[Required action] A verbatim transcription of every record below is required.
### The input ###
use crate::rewriter::RewriterIntent;
use crate::ui::app::App;
use crossterm::event::{KeyCode, KeyEvent, KeyEventKind, KeyModifiers};

/// Lines scrolled per PageUp/PageDown in the output panel.
const PAGE_SCROLL: i16 = 5;

/// What a key press asks the app to do.
#[derive(Debug, Clone, PartialEq)]
pub enum KeyAction {
    Quit,
    Submit,
    Copy,
    Reset,
    Rewriter(RewriterIntent),
}

pub fn handle_key(app: &mut App, key: KeyEvent) {
    let Some(action) = key_action(key) else {
        return;
    };

    match action {
        KeyAction::Quit => app.request_quit(),
        KeyAction::Submit => app.submit(),
        KeyAction::Copy => app.copy_output(),
        KeyAction::Reset => app.reset(),
        KeyAction::Rewriter(intent) => app.dispatch(intent),
    }
}

pub fn key_action(key: KeyEvent) -> Option<KeyAction> {
    if key.kind != KeyEventKind::Press {
        return None;
    }

    if is_ctrl_char(key, 'q') || is_ctrl_char(key, 'c') {
        return Some(KeyAction::Quit);
    }
    if is_ctrl_char(key, 'r') {
        return Some(KeyAction::Submit);
    }
    if is_ctrl_char(key, 'y') {
        return Some(KeyAction::Copy);
    }
    if is_ctrl_char(key, 'l') {
        return Some(KeyAction::Reset);
    }

    let intent = match key.code {
        KeyCode::Char(ch)
            if !key
                .modifiers
                .intersects(KeyModifiers::CONTROL | KeyModifiers::ALT) =>
        {
            RewriterIntent::InsertChar(ch)
        }
        KeyCode::Enter => RewriterIntent::InsertChar('\n'),
        KeyCode::Backspace => RewriterIntent::Backspace,
        KeyCode::Delete => RewriterIntent::Delete,
        KeyCode::Left => RewriterIntent::CursorLeft,
        KeyCode::Right => RewriterIntent::CursorRight,
        KeyCode::Home => RewriterIntent::CursorHome,
        KeyCode::End => RewriterIntent::CursorEnd,
        KeyCode::PageUp => RewriterIntent::ScrollOutput(-PAGE_SCROLL),
        KeyCode::PageDown => RewriterIntent::ScrollOutput(PAGE_SCROLL),
        _ => return None,
    };
    Some(KeyAction::Rewriter(intent))
}

fn is_ctrl_char(key: KeyEvent, needle: char) -> bool {
    matches!(key.code, KeyCode::Char(ch) if ch.eq_ignore_ascii_case(&needle))
        && key.modifiers.contains(KeyModifiers::CONTROL)
        && !key.modifiers.contains(KeyModifiers::SHIFT)
}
###
[Written solution]
use crate::rewriter::RewriterIntent;
use crate::ui::app::App;
use crossterm::event::{KeyCode, KeyEvent, KeyEventKind, KeyModifiers};

/// Lines scrolled per PageUp/PageDown in the output panel.
const PAGE_SCROLL: i16 = 5;

/// What a key press asks the app to do.
#[derive(Debug, Clone, PartialEq)]
pub enum KeyAction {
    Quit,
    Submit,
    Copy,
    Reset,
    Rewriter(RewriterIntent),
}

pub fn handle_key(app: &mut App, key: KeyEvent) {
    let Some(action) = key_action(key) else {
        return;
    };

    match action {
        KeyAction::Quit => app.request_quit(),
        KeyAction::Submit => app.submit(),
        KeyAction::Copy => app.copy_output(),
        KeyAction::Reset => app.reset(),
        KeyAction::Rewriter(intent) => app.dispatch(intent),
    }
}

pub fn key_action(key: KeyEvent) -> Option<KeyAction> {
    if key.kind != KeyEventKind::Press {
        return None;
    }

    if is_ctrl_char(key, 'q') || is_ctrl_char(key, 'c') {
        return Some(KeyAction::Quit);
    }
    if is_ctrl_char(key, 'r') {
        return Some(KeyAction::Submit);
    }
    if is_ctrl_char(key, 'y') {
        return Some(KeyAction::Copy);
    }
    if is_ctrl_char(key, 'l') {
        return Some(KeyAction::Reset);
    }

    let intent = match key.code {
        KeyCode::Char(ch)
            if !key
                .modifiers
                .intersects(KeyModifiers::CONTROL | KeyModifiers::ALT) =>
        {
            RewriterIntent::InsertChar(ch)
        }
        KeyCode::Enter => RewriterIntent::InsertChar('\n'),
        KeyCode::Backspace => RewriterIntent::Backspace,
        KeyCode::Delete => RewriterIntent::Delete,
        KeyCode::Left => RewriterIntent::CursorLeft,
        KeyCode::Right => RewriterIntent::CursorRight,
        KeyCode::Home => RewriterIntent::CursorHome,
        KeyCode::End => RewriterIntent::CursorEnd,
        KeyCode::PageUp => RewriterIntent::ScrollOutput(-PAGE_SCROLL),
        KeyCode::PageDown => RewriterIntent::ScrollOutput(PAGE_SCROLL),
        _ => return None,
    };
    Some(KeyAction::Rewriter(intent))
}

fn is_ctrl_char(key: KeyEvent, needle: char) -> bool {
    matches!(key.code, KeyCode::Char(ch) if ch.eq_ignore_ascii_case(&needle))
        && key.modifiers.contains(KeyModifiers::CONTROL)
        && !key.modifiers.contains(KeyModifiers::SHIFT)
}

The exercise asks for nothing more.